Renal involvement in anti-phospholipid syndrome (APS) is still relatively unknown and probably underestimated. The described lesions consist of renal artery stenosis (RAS), venous renal thrombosis and glomerular lesions. The resistive index (RI) of intra-renal arteries, expression of the degree of vascular resistance, has been analyzed in different nephropathies and observed to be associated with functional parameters and some histologic features. In contrast, there are no studies on patients with APS. We evaluated the presence of a pathologic RI and RAS in a cohort of patients with APS. The study protocol included ultrasonographic assessment to measure the RI (RIs >0.7 were considered pathologic) and to determine the presence of RAS. We enrolled 36 patients with APS, 13 with primary APS and 23 with the form associated with systemic lupus erythematosus (SLE, secondary APS).

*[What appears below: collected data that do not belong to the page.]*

pub async fn start_mock_bling(state: SharedMockState) -> String {
    let app = Router::new()
        .route("/oauth/token", post(mock_token))
        .route("/produtos", get(mock_products))
        .route("/vendas", post(mock_sales))
        .with_state(state);

    let listener = tokio::net::TcpListener::bind("127.0.0.1:0").await.unwrap();
    let address = listener.local_addr().unwrap();
    tokio::spawn(async move {
        axum::serve(listener, app).await.unwrap();
    });

    format!("http://{address}")
}

// ============================================================================
// Harness
// ============================================================================

pub struct TestHarness {
    pub state: AppState,
    pub config_store: Arc<InMemoryConfigStore>,
    pub oauth_states: Arc<InMemoryOAuthStateStore>,
    pub products: Arc<InMemoryProductService>,
    pub orders: Arc<InMemoryOrderService>,
    pub mock: SharedMockState,
    pub base_url: String,
}

pub async fn build_harness(
    config: Option<BlingConfig>,
    seeded_products: Vec<Product>,
    seeded_orders: Vec<Order>,
) -> TestHarness {
    let mock: SharedMockState = Arc::new(Mutex::new(MockBlingState::default()));
    let base_url = start_mock_bling(mock.clone()).await;

    let config_store = match config {
        Some(config) => InMemoryConfigStore::seeded(config),
        None => Arc::new(InMemoryConfigStore::default()),
    };
    let oauth_states = Arc::new(InMemoryOAuthStateStore::default());
    let products = InMemoryProductService::seeded(seeded_products);
    let orders = InMemoryOrderService::seeded(seeded_orders);

    let token_manager = Arc::new(TokenManager::new(
        config_store.clone(),
        oauth_states.clone(),
        format!("{base_url}/oauth"),
    ));

    let state = AppState {
        config_store: config_store.clone(),
        oauth_states: oauth_states.clone(),
        products: products.clone(),
        orders: orders.clone(),
        stock_locations: Arc::new(InMemoryStockLocationService {
            locations: vec![
                StockLocation {
                    id: "sloc_main".to_string(),
                    name: "Main Warehouse".to_string(),
                },
                StockLocation {
                    id: "sloc_outlet".to_string(),
                    name: "Outlet".to_string(),
                },
            ],
        }),
        token_manager,
        bling: Arc::new(BlingClient::new(base_url.clone())),
        public_url: "http://localhost:8080".to_string(),
        admin_ui_path: "/app/settings/bling".to_string(),
    };

    TestHarness {
        state,
        config_store,
        oauth_states,
        products,
        orders,
        mock,
        base_url,
    }
}

// ============================================================================
// Fixtures
// ============================================================================

/// A fully connected configuration whose token was updated `age_secs` ago
/// with a one-hour lifetime.
pub fn connected_config(age_secs: i64) -> BlingConfig {
    BlingConfig {
        client_id: Some("client-id".to_string()),
        client_secret: Some("client-secret".to_string()),
        webhook_secret: None,
        access_token: Some("cached_token".to_string()),
        refresh_token: Some("rt_0".to_string()),
        expires_in: Some(3600),
        token_updated_at: Some(Utc::now() - Duration::seconds(age_secs)),
        sync_preferences: SyncPreferences::default(),
        version: 0,
    }
}

fn string_meta(pairs: &[(&str, &str)]) -> Metadata {
    pairs
        .iter()
        .map(|(k, v)| (k.to_string(), Value::String(v.to_string())))
        .collect()
}

/// An order with one Bling-resolvable item and one unresolvable item.
pub fn sample_order(id: &str) -> Order {
    Order {
        id: id.to_string(),
        display_id: Some(1042),
        email: Some("maria@example.com".to_string()),
        currency_code: "brl".to_string(),
        created_at: "2024-03-05T12:00:00Z".parse().unwrap(),
        total: dec!(150.00),
        shipping_total: dec!(20.00),
        discount_total: dec!(0),
        items: vec![
            OrderLineItem {
                id: "item_ok".to_string(),
                title: "Café Torrado".to_string(),
                quantity: 2,
                unit_price: dec!(65.00),
                discount_total: dec!(0),
                variant_sku: None,
                metadata: string_meta(&[("bling_external_id", "B-1")]),
            },
            OrderLineItem {
                id: "item_unmapped".to_string(),
                title: "Brinde".to_string(),
                quantity: 1,
                unit_price: dec!(0.00),
                discount_total: dec!(0),
                variant_sku: None,
                metadata: Metadata::new(),
            },
        ],
        shipping_address: Some(OrderAddress {
            first_name: Some("Maria".to_string()),
            last_name: Some("Silva".to_string()),
            phone: Some("(11) 98765-4321".to_string()),
            address_1: Some("Rua das Flores, 123".to_string()),
            address_2: None,
            city: Some("São Paulo".to_string()),
            province: Some("SP".to_string()),
            postal_code: Some("01310-100".to_string()),
            country_code: Some("br".to_string()),
            metadata: string_meta(&[("document", "529.982.247-25")]),
        }),
        billing_address: None,
        shipping_methods: Vec::new(),
        transactions: Vec::new(),
        metadata: Metadata::new(),
    }
}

As controls, we enrolled 10 anti-phospholipid antibody carriers, 10 patients with SLE without renal involvement and 14 age- and sex-matched healthy patients. A pathologic RI was identified in five patients with APS (13.9%) and in none of the anti-phospholipid antibody carriers (p = 0.00007). Four of the five (80%) patients with a pathologic RI had secondary APS. Three patients, all with primary APS, had RAS. The almost exclusive association of a pathologic RI with secondary APS and of RAS with primary APS suggests the involvement of two pathogenic pathways in the development of these different manifestations. The hypercoagulability status driven by APS could play a central role in the determination of RAS in patients with primary APS, whereas the activation of mTORC (mammalian target of rapamycin complex) pathways could be the pathogenic mechanism inducing development of a pathologic RI.